▶ **HOW TO COMPLETE THIS TASK**: Only the lines of the data holding the string "Double" need to be returned.

▶ **DATA FOR THIS TASK**:
--*--
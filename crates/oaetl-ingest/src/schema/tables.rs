//! Table definitions per entity kind

use super::{Column, ColumnType::*, TableRole, TableSpec};
use crate::entity::EntityKind;

macro_rules! col {
    ($name:literal, $ty:ident) => {
        Column { name: $name, ty: $ty }
    };
}

const fn primary(entity: EntityKind, columns: &'static [Column]) -> TableSpec {
    TableSpec {
        entity,
        name: entity.as_str(),
        role: TableRole::Primary { id: "id" },
        columns,
    }
}

const fn one_to_one(entity: EntityKind, name: &'static str, owner: &'static str, columns: &'static [Column]) -> TableSpec {
    TableSpec {
        entity,
        name,
        role: TableRole::OneToOne { owner },
        columns,
    }
}

const fn association(
    entity: EntityKind,
    name: &'static str,
    key: &'static [&'static str],
    columns: &'static [Column],
) -> TableSpec {
    TableSpec {
        entity,
        name,
        role: TableRole::Association { key },
        columns,
    }
}

// ============================================================================
// Topic taxonomy
// ============================================================================

static DOMAINS: [TableSpec; 1] = [primary(
    EntityKind::Domains,
    &[
        col!("id", Text),
        col!("display_name", Text),
        col!("description", Text),
        col!("display_name_alternatives", Jsonb),
        col!("works_count", BigInt),
        col!("cited_by_count", BigInt),
        col!("updated_date", Timestamp),
    ],
)];

static FIELDS: [TableSpec; 1] = [primary(
    EntityKind::Fields,
    &[
        col!("id", Text),
        col!("display_name", Text),
        col!("description", Text),
        col!("domain_id", Text),
        col!("works_count", BigInt),
        col!("cited_by_count", BigInt),
        col!("updated_date", Timestamp),
    ],
)];

static SUBFIELDS: [TableSpec; 1] = [primary(
    EntityKind::Subfields,
    &[
        col!("id", Text),
        col!("display_name", Text),
        col!("description", Text),
        col!("field_id", Text),
        col!("domain_id", Text),
        col!("works_count", BigInt),
        col!("cited_by_count", BigInt),
        col!("updated_date", Timestamp),
    ],
)];

static TOPICS: [TableSpec; 1] = [primary(
    EntityKind::Topics,
    &[
        col!("id", Text),
        col!("display_name", Text),
        col!("description", Text),
        col!("keywords", Jsonb),
        col!("subfield_id", Text),
        col!("field_id", Text),
        col!("domain_id", Text),
        col!("works_count", BigInt),
        col!("cited_by_count", BigInt),
        col!("updated_date", Timestamp),
    ],
)];

// ============================================================================
// Organisations
// ============================================================================

static PUBLISHERS: [TableSpec; 3] = [
    primary(
        EntityKind::Publishers,
        &[
            col!("id", Text),
            col!("display_name", Text),
            col!("alternate_titles", Jsonb),
            col!("country_codes", Jsonb),
            col!("hierarchy_level", Integer),
            col!("parent_publisher", Text),
            col!("works_count", BigInt),
            col!("cited_by_count", BigInt),
            col!("sources_api_url", Text),
            col!("updated_date", Timestamp),
        ],
    ),
    one_to_one(
        EntityKind::Publishers,
        "publishers_ids",
        "publisher_id",
        &[
            col!("publisher_id", Text),
            col!("openalex", Text),
            col!("ror", Text),
            col!("wikidata", Text),
        ],
    ),
    association(
        EntityKind::Publishers,
        "publishers_counts_by_year",
        &["publisher_id", "year"],
        &[
            col!("publisher_id", Text),
            col!("year", Integer),
            col!("works_count", BigInt),
            col!("cited_by_count", BigInt),
        ],
    ),
];

static INSTITUTIONS: [TableSpec; 5] = [
    primary(
        EntityKind::Institutions,
        &[
            col!("id", Text),
            col!("ror", Text),
            col!("display_name", Text),
            col!("country_code", Text),
            col!("type", Text),
            col!("homepage_url", Text),
            col!("image_url", Text),
            col!("image_thumbnail_url", Text),
            col!("display_name_acronyms", Jsonb),
            col!("display_name_alternatives", Jsonb),
            col!("works_count", BigInt),
            col!("cited_by_count", BigInt),
            col!("works_api_url", Text),
            col!("updated_date", Timestamp),
        ],
    ),
    one_to_one(
        EntityKind::Institutions,
        "institutions_ids",
        "institution_id",
        &[
            col!("institution_id", Text),
            col!("openalex", Text),
            col!("ror", Text),
            col!("grid", Text),
            col!("wikipedia", Text),
            col!("wikidata", Text),
            col!("mag", BigInt),
        ],
    ),
    one_to_one(
        EntityKind::Institutions,
        "institutions_geo",
        "institution_id",
        &[
            col!("institution_id", Text),
            col!("city", Text),
            col!("geonames_city_id", Text),
            col!("region", Text),
            col!("country_code", Text),
            col!("country", Text),
            col!("latitude", Double),
            col!("longitude", Double),
        ],
    ),
    association(
        EntityKind::Institutions,
        "institutions_associated_institutions",
        &["institution_id", "associated_institution_id"],
        &[
            col!("institution_id", Text),
            col!("associated_institution_id", Text),
            col!("relationship", Text),
        ],
    ),
    association(
        EntityKind::Institutions,
        "institutions_counts_by_year",
        &["institution_id", "year"],
        &[
            col!("institution_id", Text),
            col!("year", Integer),
            col!("works_count", BigInt),
            col!("cited_by_count", BigInt),
        ],
    ),
];

static SOURCES: [TableSpec; 3] = [
    primary(
        EntityKind::Sources,
        &[
            col!("id", Text),
            col!("issn_l", Text),
            col!("issn", Jsonb),
            col!("display_name", Text),
            col!("publisher", Text),
            col!("type", Text),
            col!("is_oa", Boolean),
            col!("is_in_doaj", Boolean),
            col!("homepage_url", Text),
            col!("works_count", BigInt),
            col!("cited_by_count", BigInt),
            col!("works_api_url", Text),
            col!("updated_date", Timestamp),
        ],
    ),
    one_to_one(
        EntityKind::Sources,
        "sources_ids",
        "source_id",
        &[
            col!("source_id", Text),
            col!("openalex", Text),
            col!("issn_l", Text),
            col!("issn", Jsonb),
            col!("mag", BigInt),
            col!("wikidata", Text),
            col!("fatcat", Text),
        ],
    ),
    association(
        EntityKind::Sources,
        "sources_counts_by_year",
        &["source_id", "year"],
        &[
            col!("source_id", Text),
            col!("year", Integer),
            col!("works_count", BigInt),
            col!("cited_by_count", BigInt),
        ],
    ),
];

// ============================================================================
// Authors and works
// ============================================================================

static AUTHORS: [TableSpec; 3] = [
    primary(
        EntityKind::Authors,
        &[
            col!("id", Text),
            col!("orcid", Text),
            col!("display_name", Text),
            col!("display_name_alternatives", Jsonb),
            col!("works_count", BigInt),
            col!("cited_by_count", BigInt),
            col!("last_known_institution", Text),
            col!("works_api_url", Text),
            col!("updated_date", Timestamp),
        ],
    ),
    one_to_one(
        EntityKind::Authors,
        "authors_ids",
        "author_id",
        &[
            col!("author_id", Text),
            col!("openalex", Text),
            col!("orcid", Text),
            col!("scopus", Text),
            col!("twitter", Text),
            col!("wikipedia", Text),
            col!("mag", BigInt),
        ],
    ),
    association(
        EntityKind::Authors,
        "authors_counts_by_year",
        &["author_id", "year"],
        &[
            col!("author_id", Text),
            col!("year", Integer),
            col!("works_count", BigInt),
            col!("cited_by_count", BigInt),
        ],
    ),
];

static WORKS: [TableSpec; 10] = [
    primary(
        EntityKind::Works,
        &[
            col!("id", Text),
            col!("doi", Text),
            col!("title", Text),
            col!("display_name", Text),
            col!("publication_year", Integer),
            col!("publication_date", Date),
            col!("type", Text),
            col!("language", Text),
            col!("cited_by_count", BigInt),
            col!("is_retracted", Boolean),
            col!("is_paratext", Boolean),
            col!("cited_by_api_url", Text),
            col!("abstract_inverted_index", Jsonb),
            col!("updated_date", Timestamp),
        ],
    ),
    one_to_one(
        EntityKind::Works,
        "works_ids",
        "work_id",
        &[
            col!("work_id", Text),
            col!("openalex", Text),
            col!("doi", Text),
            col!("mag", BigInt),
            col!("pmid", Text),
            col!("pmcid", Text),
        ],
    ),
    one_to_one(
        EntityKind::Works,
        "works_primary_locations",
        "work_id",
        &[
            col!("work_id", Text),
            col!("source_id", Text),
            col!("landing_page_url", Text),
            col!("pdf_url", Text),
            col!("is_oa", Boolean),
            col!("version", Text),
            col!("license", Text),
        ],
    ),
    one_to_one(
        EntityKind::Works,
        "works_open_access",
        "work_id",
        &[
            col!("work_id", Text),
            col!("is_oa", Boolean),
            col!("oa_status", Text),
            col!("oa_url", Text),
            col!("any_repository_has_fulltext", Boolean),
        ],
    ),
    // Key parts are never NULL; the normalizer stores missing ones as ''
    association(
        EntityKind::Works,
        "works_locations",
        &["work_id", "source_id", "landing_page_url", "pdf_url"],
        &[
            col!("work_id", Text),
            col!("source_id", Text),
            col!("landing_page_url", Text),
            col!("pdf_url", Text),
            col!("is_oa", Boolean),
            col!("version", Text),
            col!("license", Text),
        ],
    ),
    association(
        EntityKind::Works,
        "works_authorships",
        &["work_id", "author_id"],
        &[
            col!("work_id", Text),
            col!("author_id", Text),
            col!("author_position", Text),
            col!("institution_ids", Jsonb),
            col!("raw_affiliation_string", Text),
        ],
    ),
    association(
        EntityKind::Works,
        "works_topics",
        &["work_id", "topic_id"],
        &[col!("work_id", Text), col!("topic_id", Text), col!("score", Double)],
    ),
    association(
        EntityKind::Works,
        "works_referenced_works",
        &["work_id", "referenced_work_id"],
        &[col!("work_id", Text), col!("referenced_work_id", Text)],
    ),
    association(
        EntityKind::Works,
        "works_related_works",
        &["work_id", "related_work_id"],
        &[col!("work_id", Text), col!("related_work_id", Text)],
    ),
    association(
        EntityKind::Works,
        "works_counts_by_year",
        &["work_id", "year"],
        &[col!("work_id", Text), col!("year", Integer), col!("cited_by_count", BigInt)],
    ),
];

/// Every table of `kind`, primary table first
pub fn tables_for(kind: EntityKind) -> &'static [TableSpec] {
    match kind {
        EntityKind::Domains => &DOMAINS,
        EntityKind::Fields => &FIELDS,
        EntityKind::Subfields => &SUBFIELDS,
        EntityKind::Topics => &TOPICS,
        EntityKind::Publishers => &PUBLISHERS,
        EntityKind::Institutions => &INSTITUTIONS,
        EntityKind::Sources => &SOURCES,
        EntityKind::Authors => &AUTHORS,
        EntityKind::Works => &WORKS,
    }
}

pub fn primary_table(kind: EntityKind) -> &'static TableSpec {
    // Each list starts with its primary table.
    &tables_for(kind)[0]
}

/// Look up a table of `kind` by name; tables of other kinds are not visible
pub fn table_for(kind: EntityKind, name: &str) -> Option<&'static TableSpec> {
    tables_for(kind).iter().find(|t| t.name == name)
}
--*--
▶ **RESPONSE**:
            col!("latitude", Double),
            col!("longitude", Double),
        &[col!("work_id", Text), col!("topic_id", Text), col!("score", Double)],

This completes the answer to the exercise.